How did Yuz Aleshkovsky Die? What happened? Cause of death

How did Yuz Aleshkovsky Die

How did Yuz Aleshkovsky Die: Yuz Aleshkovsky, a well-known Soviet writer and poet, died in the United States at the age of 92. Demyan Kudryavtsev, media manager, was informed about this today, March 21.

Who was Yuz Aleshkovsky

Aleshkovsky is a Russian poet, screenwriter, and songwriter. He was born in Krasnoyarsk in 1929. He has been in the United States since 1979. Joseph Efimovich is Aleshkovsky’s real name. In 2002, he received the German Pushkin Prize “for the content created by the writer since the 1950s, which established him as one of the leading personalities of twentieth-century Russian literature.”
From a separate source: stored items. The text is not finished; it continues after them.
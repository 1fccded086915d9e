//! Case-insensitive substring search over one named string field.

use std::fmt::{Debug, Formatter};

use unicode_normalization::UnicodeNormalization;

use crate::sample::SampleStore;
use crate::state::{Observable, SubscriptionId};

/// A named accessor for one string attribute of `R`.
pub struct FieldSelector<R> {
    name: &'static str,
    get: fn(&R) -> &str,
}

impl<R> FieldSelector<R> {
    #[must_use]
    pub const fn new(name: &'static str, get: fn(&R) -> &str) -> Self {
        Self { name, get }
    }

    #[must_use]
    pub fn name(&self) -> &'static str {
        self.name
    }

    #[must_use]
    pub fn value<'a>(&self, record: &'a R) -> &'a str {
        (self.get)(record)
    }
}

impl<R> Clone for FieldSelector<R> {
    fn clone(&self) -> Self {
        *self
    }
}

impl<R> Copy for FieldSelector<R> {}

impl<R> Debug for FieldSelector<R> {
    fn fmt(&self, f: &mut Formatter<'_>) -> std::fmt::Result {
        f.debug_tuple("FieldSelector").field(&self.name).finish()
    }
}

const COMBINING_DOT_ABOVE: char = '\u{307}';

/// Full Unicode case fold over the canonical decomposition.
///
/// `ß` folds to `ss`. A dot above a soft-dotted `i` or `j` is redundant and
/// dropped, so the fold of `İ` equals the fold of `I`.
fn fold(text: &str) -> String {
    let decomposed = text.nfd().collect::<String>();
    let folded = caseless::default_case_fold_str(&decomposed);
    let mut out = String::with_capacity(folded.len());
    let mut previous = None;
    for c in folded.nfd() {
        if c == COMBINING_DOT_ABOVE && matches!(previous, Some('i' | 'j')) {
            continue;
        }
        out.push(c);
        previous = Some(c);
    }
    out
}

/// Unicode-aware, case-insensitive containment. An empty needle matches.
#[must_use]
pub fn contains_ignore_case(haystack: &str, needle: &str) -> bool {
    needle.is_empty() || fold(haystack).contains(&fold(needle))
}

fn matching_indices<R>(records: &[R], query: &str, field: FieldSelector<R>) -> Vec<usize> {
    if query.is_empty() {
        return (0..records.len()).collect();
    }

    let needle = fold(query);
    records
        .iter()
        .enumerate()
        .filter(|(_, record)| fold(field.value(record)).contains(&needle))
        .map(|(index, _)| index)
        .collect()
}

/// Filter `records` to those whose `field` contains `query`, keeping order.
///
/// An empty query passes every record through. No matches yields an empty
/// vector, which is a normal outcome rather than an error.
#[must_use]
pub fn filter<'a, R>(records: &'a [R], query: &str, field: FieldSelector<R>) -> Vec<&'a R> {
    let matched = matching_indices(records, query, field);
    tracing::debug!(
        field = field.name(),
        query,
        matched = matched.len(),
        total = records.len(),
        "filtered records"
    );
    matched.into_iter().map(|index| &records[index]).collect()
}

/// Search box state: a query holder over a [`SampleStore`] whose results are
/// recomputed whenever the query or field changes.
pub struct Search<R> {
    store: SampleStore<R>,
    field: FieldSelector<R>,
    query: Observable<String>,
    matches: Vec<usize>,
}

impl<R> Search<R> {
    #[must_use]
    pub fn new(store: SampleStore<R>, field: FieldSelector<R>) -> Self {
        let matches = matching_indices(store.records(), "", field);
        Self { store, field, query: Observable::default(), matches }
    }

    #[must_use]
    pub fn query(&self) -> &str {
        self.query.get()
    }

    #[must_use]
    pub fn field(&self) -> FieldSelector<R> {
        self.field
    }

    #[must_use]
    pub fn store(&self) -> &SampleStore<R> {
        &self.store
    }

    pub fn set_query(&mut self, query: impl Into<String>) {
        self.query.set(query.into());
        self.refresh();
    }

    pub fn set_field(&mut self, field: FieldSelector<R>) {
        self.field = field;
        self.refresh();
    }

    pub fn subscribe_query(&mut self, callback: impl FnMut(&String) + 'static) -> SubscriptionId {
        self.query.subscribe(callback)
    }

    pub fn unsubscribe_query(&mut self, id: SubscriptionId) -> bool {
        self.query.unsubscribe(id)
    }

    /// Current results, in sample order.
    pub fn results(&self) -> impl Iterator<Item = &R> + '_ {
        let records = self.store.records();
        self.matches.iter().map(move |index| &records[*index])
    }

    #[must_use]
    pub fn result_count(&self) -> usize {
        self.matches.len()
    }

    fn refresh(&mut self) {
        self.matches = matching_indices(self.store.records(), self.query.get(), self.field);
        tracing::debug!(
            field = self.field.name(),
            query = self.query.get().as_str(),
            matched = self.matches.len(),
            "search results refreshed"
        );
    }
}

impl<R> Debug for Search<R> {
    fn fmt(&self, f: &mut Formatter<'_>) -> std::fmt::Result {
        f.debug_struct("Search")
            .field("field", &self.field)
            .field("query", self.query.get())
            .field("matches", &self.matches.len())
            .finish_non_exhaustive()
    }
}

#[cfg(test)]
mod tests {
    use proptest::prelude::*;

    use super::*;

    #[derive(Debug, Clone, PartialEq)]
    struct City {
        name: String,
        region: String,
    }

    fn name_of(city: &City) -> &str {
        &city.name
    }

    fn region_of(city: &City) -> &str {
        &city.region
    }

    const NAME: FieldSelector<City> = FieldSelector::new("name", name_of);
    const REGION: FieldSelector<City> = FieldSelector::new("region", region_of);

    fn city(name: &str, region: &str) -> City {
        City { name: name.to_string(), region: region.to_string() }
    }

    fn fixture() -> Vec<City> {
        vec![
            city("San Francisco", "Bay Area"),
            city("New York", "East Coast"),
            city("London", "Europe"),
        ]
    }

    #[test]
    fn mixed_case_query_matches_only_containing_names() {
        let cities = fixture();
        let found = filter(&cities, "sAN", NAME);
        assert_eq!(found, vec![&cities[0]]);
    }

    #[test]
    fn empty_query_passes_every_record_through_in_order() {
        let cities = fixture();
        let found = filter(&cities, "", NAME);
        assert_eq!(found, cities.iter().collect::<Vec<_>>());
    }

    #[test]
    fn no_match_yields_empty_result() {
        let cities = fixture();
        assert!(filter(&cities, "tokyo", NAME).is_empty());
    }

    #[test]
    fn selector_decides_which_field_is_searched() {
        let cities = fixture();
        assert!(filter(&cities, "coast", NAME).is_empty());
        assert_eq!(filter(&cities, "coast", REGION), vec![&cities[1]]);
        assert_eq!(REGION.name(), "region");
    }

    #[test]
    fn case_folding_is_unicode_aware() {
        let cities = vec![city("ÉCOLE DE PARIS", "Île-de-France"), city("Zürich", "Schweiz")];
        assert_eq!(filter(&cities, "école", NAME), vec![&cities[0]]);
        assert_eq!(filter(&cities, "ZÜR", NAME), vec![&cities[1]]);
        assert_eq!(filter(&cities, "île", REGION), vec![&cities[0]]);
    }

    #[test]
    fn case_folding_expands_and_drops_redundant_dots() {
        let cities = vec![city("Straße", "Bayern"), city("İstanbul", "Marmara")];
        assert_eq!(filter(&cities, "STRASSE", NAME), vec![&cities[0]]);
        assert_eq!(filter(&cities, "istanbul", NAME), vec![&cities[1]]);
        assert_eq!(filter(&cities, "İSTANBUL", NAME), vec![&cities[1]]);
        assert!(contains_ignore_case("STRASSE", "straße"));
        assert!(contains_ignore_case("Zu\u{308}rich", "zürich"));
    }

    #[test]
    fn contains_ignore_case_treats_empty_needle_as_match() {
        assert!(contains_ignore_case("London", ""));
        assert!(contains_ignore_case("London", "DON"));
        assert!(!contains_ignore_case("London", "paris"));
    }

    #[test]
    fn search_recomputes_results_on_query_and_field_change() {
        let store = SampleStore::new(fixture());
        let mut search = Search::new(store, NAME);
        assert_eq!(search.result_count(), 3);

        search.set_query("on");
        let names = search.results().map(|c| c.name.as_str()).collect::<Vec<_>>();
        assert_eq!(names, vec!["London"]);

        search.set_field(REGION);
        assert_eq!(search.result_count(), 0);

        search.set_query("coast");
        let names = search.results().map(|c| c.name.as_str()).collect::<Vec<_>>();
        assert_eq!(names, vec!["New York"]);

        search.set_query("");
        assert_eq!(search.result_count(), 3);
    }

    #[test]
    fn search_query_subscribers_see_each_keystroke() {
        use std::cell::RefCell;
        use std::rc::Rc;

        let typed = Rc::new(RefCell::new(Vec::new()));
        let mut search = Search::new(SampleStore::new(fixture()), NAME);
        let sink = Rc::clone(&typed);
        let id =
            search.subscribe_query(move |query: &String| sink.borrow_mut().push(query.clone()));

        search.set_query("L");
        search.set_query("Lo");
        assert!(search.unsubscribe_query(id));
        search.set_query("Lon");

        assert_eq!(*typed.borrow(), vec!["L".to_string(), "Lo".to_string()]);
        assert!(!search.unsubscribe_query(id));
    }

    fn arb_cities() -> impl Strategy<Value = Vec<City>> {
        prop::collection::vec(("[a-zA-Z ]{0,12}", "[a-zA-Z]{0,6}"), 0..24).prop_map(|pairs| {
            pairs.into_iter().map(|(name, region)| City { name, region }).collect()
        })
    }

    proptest! {
        #[test]
        fn filter_is_identity_on_empty_query(cities in arb_cities()) {
            let found = filter(&cities, "", NAME);
            prop_assert_eq!(found, cities.iter().collect::<Vec<_>>());
        }

        #[test]
        fn filter_returns_exactly_the_containing_subsequence(
            cities in arb_cities(),
            query in "[a-zA-Z]{1,3}",
        ) {
            let found = filter(&cities, &query, NAME);
            let expected = cities
                .iter()
                .filter(|c| c.name.to_ascii_lowercase().contains(&query.to_ascii_lowercase()))
                .collect::<Vec<_>>();
            prop_assert_eq!(&found, &expected);

            let mut cursor = 0_usize;
            for record in &found {
                let position = cities[cursor..]
                    .iter()
                    .position(|candidate| std::ptr::eq(candidate, *record));
                prop_assert!(position.is_some());
                cursor += position.unwrap_or(0) + 1;
            }
        }

        #[test]
        fn filter_is_idempotent(cities in arb_cities(), query in "[a-z]{0,2}") {
            let once = filter(&cities, &query, NAME).into_iter().cloned().collect::<Vec<_>>();
            let twice = filter(&once, &query, NAME).into_iter().cloned().collect::<Vec<_>>();
            prop_assert_eq!(once, twice);
        }
    }
}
The children’s books “Shoo, Two Briefcases, and a Whole Week” (1970) and “Shoo and I in the Crimea” (1971) made Aleshkovsky famously (1975). He also wrote the scripts for the children’s films Here’s My Village (1972), Shoo and Two Briefcases (1974), and What’s Happening to You? (1975). (1975). He is well-known in intellectual circles as the author-performer of “camp” songs such as “Soviet Easter,” “Lesbian,” “Song of Stalin,” and “Kurochek.” Simultaneously, he wrote novels and stories about topics forbidden in Soviet literature, such as camp life and the Soviet system’s deception.

Cause of Death

How did Yuz Aleshkovsky Die: Most former Soviet citizens are familiar with Yuz Aleshkovsky from the song “Song of Stalin” (“Comrade Stalin, you are a great scientist…”), as well as the novels “Kangaroo,” “Death in Moscow,” and others.

Yuz Aleshkovsky, a well-known Soviet writer and poet, died in the United States at the age of 92. But the cause of death is not revealed yet.